[Opening Supplied material section]
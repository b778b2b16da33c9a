//! Run statistics
//!
//! Per-run counts of terminal outcomes, logged at the end of a pass.

use crate::pipeline::FileOutcome;
use serde::Serialize;

/// Outcome counts for one pipeline pass
#[derive(Debug, Clone, Default, PartialEq, Eq, Serialize)]
pub struct RunSummary {
    /// Files found in the source tree
    pub files_found: usize,
    pub imported: usize,
    /// Imported, but destination tags could not be rewritten
    pub tag_rewrite_failures: usize,
    pub skipped_exact: usize,
    pub skipped_fuzzy: usize,
    pub skipped_duplicate: usize,
    pub skipped_existing: usize,
    pub not_audio: usize,
    pub unsorted: usize,
    /// Dry-mode placements
    pub planned: usize,
    pub failed: usize,
    /// Normalization service calls made during the pass
    pub resolver_calls: usize,
}

impl RunSummary {
    /// Count one file outcome
    pub fn record(&mut self, outcome: &FileOutcome) {
        match outcome {
            FileOutcome::SkippedExact { .. } => self.skipped_exact += 1,
            FileOutcome::SuppressedNotAudio => self.not_audio += 1,
            FileOutcome::SkippedFuzzy { .. } => self.skipped_fuzzy += 1,
            FileOutcome::DivertedUnsorted { .. } => self.unsorted += 1,
            FileOutcome::SkippedDuplicate { .. } => self.skipped_duplicate += 1,
            FileOutcome::SkippedExisting { .. } => self.skipped_existing += 1,
            FileOutcome::Imported { tag_error, .. } => {
                self.imported += 1;
                if tag_error.is_some() {
                    self.tag_rewrite_failures += 1;
                }
            }
            FileOutcome::Planned { .. } => self.planned += 1,
            FileOutcome::Failed { .. } => self.failed += 1,
        }
    }

    /// Files that produced a new physical copy
    pub fn copies(&self) -> usize {
        self.imported + self.unsorted
    }

    pub fn display_string(&self) -> String {
        format!(
            "{} files: {} imported, {} unsorted, {} planned, {} already known, {} fuzzy matches, \
             {} duplicates, {} name collisions, {} not audio, {} failed ({} resolver calls)",
            self.files_found,
            self.imported,
            self.unsorted,
            self.planned,
            self.skipped_exact,
            self.skipped_fuzzy,
            self.skipped_duplicate,
            self.skipped_existing,
            self.not_audio,
            self.failed,
            self.resolver_calls
        )
    }
}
[Closing Supplied material section]
▶ [Problem description] Nothing in the records should change when you repeat them all.

▶ [Answer box]
repository b778b2b16da33c9a
//! Run statistics
//!
//! Per-run counts of terminal outcomes, logged at the end of a pass.

use crate::pipeline::FileOutcome;
use serde::Serialize;

/// Outcome counts for one pipeline pass
#[derive(Debug, Clone, Default, PartialEq, Eq, Serialize)]
pub struct RunSummary {
    /// Files found in the source tree
    pub files_found: usize,
    pub imported: usize,
    /// Imported, but destination tags could not be rewritten
    pub tag_rewrite_failures: usize,
    pub skipped_exact: usize,
    pub skipped_fuzzy: usize,
    pub skipped_duplicate: usize,
    pub skipped_existing: usize,
    pub not_audio: usize,
    pub unsorted: usize,
    /// Dry-mode placements
    pub planned: usize,
    pub failed: usize,
    /// Normalization service calls made during the pass
    pub resolver_calls: usize,
}

impl RunSummary {
    /// Count one file outcome
    pub fn record(&mut self, outcome: &FileOutcome) {
        match outcome {
            FileOutcome::SkippedExact { .. } => self.skipped_exact += 1,
            FileOutcome::SuppressedNotAudio => self.not_audio += 1,
            FileOutcome::SkippedFuzzy { .. } => self.skipped_fuzzy += 1,
            FileOutcome::DivertedUnsorted { .. } => self.unsorted += 1,
            FileOutcome::SkippedDuplicate { .. } => self.skipped_duplicate += 1,
            FileOutcome::SkippedExisting { .. } => self.skipped_existing += 1,
            FileOutcome::Imported { tag_error, .. } => {
                self.imported += 1;
                if tag_error.is_some() {
                    self.tag_rewrite_failures += 1;
                }
            }
            FileOutcome::Planned { .. } => self.planned += 1,
            FileOutcome::Failed { .. } => self.failed += 1,
        }
    }

    /// Files that produced a new physical copy
    pub fn copies(&self) -> usize {
        self.imported + self.unsorted
    }

    pub fn display_string(&self) -> String {
        format!(
            "{} files: {} imported, {} unsorted, {} planned, {} already known, {} fuzzy matches, \
             {} duplicates, {} name collisions, {} not audio, {} failed ({} resolver calls)",
            self.files_found,
            self.imported,
            self.unsorted,
            self.planned,
            self.skipped_exact,
            self.skipped_fuzzy,
            self.skipped_duplicate,
            self.skipped_existing,
            self.not_audio,
            self.failed,
            self.resolver_calls
        )
    }
}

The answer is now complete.